- [WHAT TO WORK ON]
From the line containing "pub fn result(title: &str, url: &str, description: &str)" down to the line containing "fn write(&mut self, buf: &[u8])" in the records below, reproduce every line exactly, ends included, and omit all others.

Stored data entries
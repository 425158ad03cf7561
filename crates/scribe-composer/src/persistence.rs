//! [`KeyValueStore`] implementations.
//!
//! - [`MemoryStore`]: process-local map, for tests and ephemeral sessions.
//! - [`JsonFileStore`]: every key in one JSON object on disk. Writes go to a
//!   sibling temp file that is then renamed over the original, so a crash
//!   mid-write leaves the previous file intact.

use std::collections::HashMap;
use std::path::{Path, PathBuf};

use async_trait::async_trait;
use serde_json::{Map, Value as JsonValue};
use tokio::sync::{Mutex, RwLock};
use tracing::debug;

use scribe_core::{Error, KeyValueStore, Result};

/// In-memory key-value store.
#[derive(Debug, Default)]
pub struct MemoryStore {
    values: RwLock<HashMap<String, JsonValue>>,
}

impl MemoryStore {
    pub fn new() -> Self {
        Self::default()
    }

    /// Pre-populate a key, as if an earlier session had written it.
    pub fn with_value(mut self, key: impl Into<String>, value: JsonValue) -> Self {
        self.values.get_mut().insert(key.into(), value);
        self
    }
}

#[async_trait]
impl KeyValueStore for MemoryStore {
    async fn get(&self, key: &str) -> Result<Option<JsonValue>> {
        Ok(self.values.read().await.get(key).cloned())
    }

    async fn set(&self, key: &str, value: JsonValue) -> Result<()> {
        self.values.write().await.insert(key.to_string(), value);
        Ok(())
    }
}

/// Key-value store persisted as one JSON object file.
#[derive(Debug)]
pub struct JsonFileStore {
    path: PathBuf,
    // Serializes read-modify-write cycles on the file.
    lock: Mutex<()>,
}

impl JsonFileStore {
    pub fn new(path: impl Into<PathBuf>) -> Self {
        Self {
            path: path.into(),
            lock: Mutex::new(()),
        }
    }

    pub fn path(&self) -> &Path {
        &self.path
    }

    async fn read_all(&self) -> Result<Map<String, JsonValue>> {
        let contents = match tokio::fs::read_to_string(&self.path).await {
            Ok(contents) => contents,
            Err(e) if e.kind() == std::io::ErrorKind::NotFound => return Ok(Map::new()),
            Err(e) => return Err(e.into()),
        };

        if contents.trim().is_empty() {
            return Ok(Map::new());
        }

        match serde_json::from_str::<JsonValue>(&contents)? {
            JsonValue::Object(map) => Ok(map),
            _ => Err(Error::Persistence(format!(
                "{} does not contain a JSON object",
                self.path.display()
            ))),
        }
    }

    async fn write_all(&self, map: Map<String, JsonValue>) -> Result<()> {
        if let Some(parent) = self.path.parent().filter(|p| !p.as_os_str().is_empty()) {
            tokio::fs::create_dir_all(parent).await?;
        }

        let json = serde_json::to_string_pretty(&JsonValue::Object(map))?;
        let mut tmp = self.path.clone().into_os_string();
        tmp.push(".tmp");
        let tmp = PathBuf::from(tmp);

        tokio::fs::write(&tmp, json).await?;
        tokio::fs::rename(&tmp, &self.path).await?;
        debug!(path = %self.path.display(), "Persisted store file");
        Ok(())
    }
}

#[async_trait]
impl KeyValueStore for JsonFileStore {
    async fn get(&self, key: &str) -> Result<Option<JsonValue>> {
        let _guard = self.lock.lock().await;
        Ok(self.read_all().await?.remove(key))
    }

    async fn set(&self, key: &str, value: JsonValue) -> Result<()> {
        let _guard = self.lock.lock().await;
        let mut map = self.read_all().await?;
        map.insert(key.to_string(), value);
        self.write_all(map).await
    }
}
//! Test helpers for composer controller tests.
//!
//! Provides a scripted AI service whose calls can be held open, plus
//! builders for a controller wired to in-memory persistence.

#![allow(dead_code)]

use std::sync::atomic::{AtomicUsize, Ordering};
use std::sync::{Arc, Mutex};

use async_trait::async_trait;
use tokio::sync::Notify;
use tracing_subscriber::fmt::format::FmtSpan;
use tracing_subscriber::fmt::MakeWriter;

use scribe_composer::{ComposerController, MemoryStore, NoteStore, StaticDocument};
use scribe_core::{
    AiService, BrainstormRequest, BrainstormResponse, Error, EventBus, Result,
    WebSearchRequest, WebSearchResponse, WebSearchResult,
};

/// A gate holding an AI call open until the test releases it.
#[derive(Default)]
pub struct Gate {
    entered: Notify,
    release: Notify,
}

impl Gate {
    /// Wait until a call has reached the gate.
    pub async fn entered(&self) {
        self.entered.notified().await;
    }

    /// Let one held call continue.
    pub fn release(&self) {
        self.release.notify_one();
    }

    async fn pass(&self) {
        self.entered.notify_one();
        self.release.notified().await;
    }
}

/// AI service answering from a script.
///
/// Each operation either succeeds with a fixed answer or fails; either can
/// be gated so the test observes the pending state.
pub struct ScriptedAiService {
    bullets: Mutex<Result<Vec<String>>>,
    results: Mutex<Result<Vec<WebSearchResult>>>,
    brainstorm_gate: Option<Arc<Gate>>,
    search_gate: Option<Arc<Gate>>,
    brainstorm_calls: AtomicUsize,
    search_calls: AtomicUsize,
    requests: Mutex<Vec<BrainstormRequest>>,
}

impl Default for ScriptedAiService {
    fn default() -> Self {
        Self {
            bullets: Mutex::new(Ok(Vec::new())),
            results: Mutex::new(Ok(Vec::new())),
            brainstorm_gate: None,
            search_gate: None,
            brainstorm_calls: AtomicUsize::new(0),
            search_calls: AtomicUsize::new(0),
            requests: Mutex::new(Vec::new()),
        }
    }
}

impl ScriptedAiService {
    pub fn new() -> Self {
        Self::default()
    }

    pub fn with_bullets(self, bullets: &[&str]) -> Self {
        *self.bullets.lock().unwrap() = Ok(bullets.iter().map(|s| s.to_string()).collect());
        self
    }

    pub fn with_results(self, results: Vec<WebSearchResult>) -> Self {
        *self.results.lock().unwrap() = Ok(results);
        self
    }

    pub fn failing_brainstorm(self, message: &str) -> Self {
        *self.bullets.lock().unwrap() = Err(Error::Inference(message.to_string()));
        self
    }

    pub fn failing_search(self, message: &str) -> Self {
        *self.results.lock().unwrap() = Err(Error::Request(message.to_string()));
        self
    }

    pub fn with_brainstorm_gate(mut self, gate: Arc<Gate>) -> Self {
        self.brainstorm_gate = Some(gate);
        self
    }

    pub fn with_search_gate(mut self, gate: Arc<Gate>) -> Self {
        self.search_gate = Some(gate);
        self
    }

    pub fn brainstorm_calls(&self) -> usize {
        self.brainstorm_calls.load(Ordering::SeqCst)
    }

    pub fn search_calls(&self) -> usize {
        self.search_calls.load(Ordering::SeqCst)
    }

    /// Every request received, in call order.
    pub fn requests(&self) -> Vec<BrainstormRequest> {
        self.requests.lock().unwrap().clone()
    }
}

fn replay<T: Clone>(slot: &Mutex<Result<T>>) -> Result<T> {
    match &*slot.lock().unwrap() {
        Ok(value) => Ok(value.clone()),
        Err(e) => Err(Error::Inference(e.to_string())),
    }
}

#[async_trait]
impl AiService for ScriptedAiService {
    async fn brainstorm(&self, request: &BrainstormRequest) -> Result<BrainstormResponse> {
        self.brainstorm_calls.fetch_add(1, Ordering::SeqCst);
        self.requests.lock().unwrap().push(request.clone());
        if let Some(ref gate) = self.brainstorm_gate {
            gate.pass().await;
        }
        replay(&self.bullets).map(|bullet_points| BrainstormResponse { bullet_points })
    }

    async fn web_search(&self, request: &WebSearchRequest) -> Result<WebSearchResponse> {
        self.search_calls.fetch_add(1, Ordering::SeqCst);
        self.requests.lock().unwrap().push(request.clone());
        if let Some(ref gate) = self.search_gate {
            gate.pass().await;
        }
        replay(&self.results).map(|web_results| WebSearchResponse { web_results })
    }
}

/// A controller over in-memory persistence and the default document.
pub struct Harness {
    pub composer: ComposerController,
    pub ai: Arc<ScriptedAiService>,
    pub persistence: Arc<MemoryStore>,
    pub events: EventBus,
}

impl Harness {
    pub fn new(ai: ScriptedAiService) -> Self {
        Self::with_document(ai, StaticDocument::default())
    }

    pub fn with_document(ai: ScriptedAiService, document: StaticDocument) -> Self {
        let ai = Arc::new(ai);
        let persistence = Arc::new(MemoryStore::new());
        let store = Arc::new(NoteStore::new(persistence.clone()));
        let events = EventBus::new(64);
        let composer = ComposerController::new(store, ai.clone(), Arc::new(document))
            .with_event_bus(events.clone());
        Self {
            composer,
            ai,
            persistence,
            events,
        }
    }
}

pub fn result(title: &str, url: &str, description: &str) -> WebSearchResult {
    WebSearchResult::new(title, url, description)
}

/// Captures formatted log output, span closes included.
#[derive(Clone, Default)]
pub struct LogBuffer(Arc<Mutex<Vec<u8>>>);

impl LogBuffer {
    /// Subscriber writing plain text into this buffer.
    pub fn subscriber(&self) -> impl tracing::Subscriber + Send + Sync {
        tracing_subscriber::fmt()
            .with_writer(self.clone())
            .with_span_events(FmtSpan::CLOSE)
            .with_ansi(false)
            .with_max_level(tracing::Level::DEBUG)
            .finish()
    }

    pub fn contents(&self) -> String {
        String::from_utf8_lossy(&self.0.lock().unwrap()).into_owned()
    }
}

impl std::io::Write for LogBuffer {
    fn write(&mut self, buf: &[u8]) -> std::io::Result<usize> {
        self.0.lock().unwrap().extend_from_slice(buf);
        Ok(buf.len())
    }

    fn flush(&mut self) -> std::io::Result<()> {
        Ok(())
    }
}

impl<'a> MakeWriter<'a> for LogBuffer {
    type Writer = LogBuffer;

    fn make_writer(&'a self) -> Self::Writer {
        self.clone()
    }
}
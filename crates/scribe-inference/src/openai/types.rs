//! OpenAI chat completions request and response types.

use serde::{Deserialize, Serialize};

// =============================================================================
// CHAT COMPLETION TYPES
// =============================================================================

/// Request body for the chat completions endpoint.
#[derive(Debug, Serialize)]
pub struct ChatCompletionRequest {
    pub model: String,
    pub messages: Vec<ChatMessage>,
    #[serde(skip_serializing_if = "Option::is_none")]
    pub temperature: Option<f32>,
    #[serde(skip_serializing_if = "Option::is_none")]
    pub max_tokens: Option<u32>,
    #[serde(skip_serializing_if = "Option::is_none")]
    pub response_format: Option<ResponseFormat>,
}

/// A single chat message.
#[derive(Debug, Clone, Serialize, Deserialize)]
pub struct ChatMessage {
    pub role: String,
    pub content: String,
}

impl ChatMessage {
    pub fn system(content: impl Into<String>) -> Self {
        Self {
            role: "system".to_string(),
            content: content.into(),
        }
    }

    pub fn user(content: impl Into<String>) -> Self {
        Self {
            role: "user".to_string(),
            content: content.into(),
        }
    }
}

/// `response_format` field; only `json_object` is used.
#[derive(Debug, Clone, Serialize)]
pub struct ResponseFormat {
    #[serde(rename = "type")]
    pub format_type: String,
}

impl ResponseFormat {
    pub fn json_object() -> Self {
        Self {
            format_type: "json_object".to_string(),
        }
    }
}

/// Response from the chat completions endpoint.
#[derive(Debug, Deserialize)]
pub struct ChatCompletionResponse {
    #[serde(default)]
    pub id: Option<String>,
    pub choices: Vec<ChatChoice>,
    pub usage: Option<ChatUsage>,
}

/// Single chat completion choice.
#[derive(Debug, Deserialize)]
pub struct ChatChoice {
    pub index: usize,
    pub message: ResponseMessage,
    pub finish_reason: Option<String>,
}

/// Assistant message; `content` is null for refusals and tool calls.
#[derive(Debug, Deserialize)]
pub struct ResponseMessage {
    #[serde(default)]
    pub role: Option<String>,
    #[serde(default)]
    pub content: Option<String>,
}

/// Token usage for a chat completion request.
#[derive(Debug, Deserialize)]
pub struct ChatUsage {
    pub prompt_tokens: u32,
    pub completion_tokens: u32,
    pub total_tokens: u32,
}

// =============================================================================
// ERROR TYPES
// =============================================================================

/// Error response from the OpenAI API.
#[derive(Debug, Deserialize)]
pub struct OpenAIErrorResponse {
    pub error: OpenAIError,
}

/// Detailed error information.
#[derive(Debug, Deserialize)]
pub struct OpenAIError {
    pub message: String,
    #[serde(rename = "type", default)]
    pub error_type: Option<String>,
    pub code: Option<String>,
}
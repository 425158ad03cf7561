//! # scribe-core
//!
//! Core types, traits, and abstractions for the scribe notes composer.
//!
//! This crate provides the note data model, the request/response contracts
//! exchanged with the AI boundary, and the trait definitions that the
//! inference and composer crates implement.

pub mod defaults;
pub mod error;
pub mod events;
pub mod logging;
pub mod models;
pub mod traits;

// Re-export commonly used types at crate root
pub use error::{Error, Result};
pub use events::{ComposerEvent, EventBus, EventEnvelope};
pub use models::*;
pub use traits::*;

- [ANSWER BELOW]
pub fn result(title: &str, url: &str, description: &str) -> WebSearchResult {
    WebSearchResult::new(title, url, description)
}

/// Captures formatted log output, span closes included.
#[derive(Clone, Default)]
pub struct LogBuffer(Arc<Mutex<Vec<u8>>>);

impl LogBuffer {
    /// Subscriber writing plain text into this buffer.
    pub fn subscriber(&self) -> impl tracing::Subscriber + Send + Sync {
        tracing_subscriber::fmt()
            .with_writer(self.clone())
            .with_span_events(FmtSpan::CLOSE)
            .with_ansi(false)
            .with_max_level(tracing::Level::DEBUG)
            .finish()
    }

    pub fn contents(&self) -> String {
        String::from_utf8_lossy(&self.0.lock().unwrap()).into_owned()
    }
}

impl std::io::Write for LogBuffer {
    fn write(&mut self, buf: &[u8]) -> std::io::Result<usize> {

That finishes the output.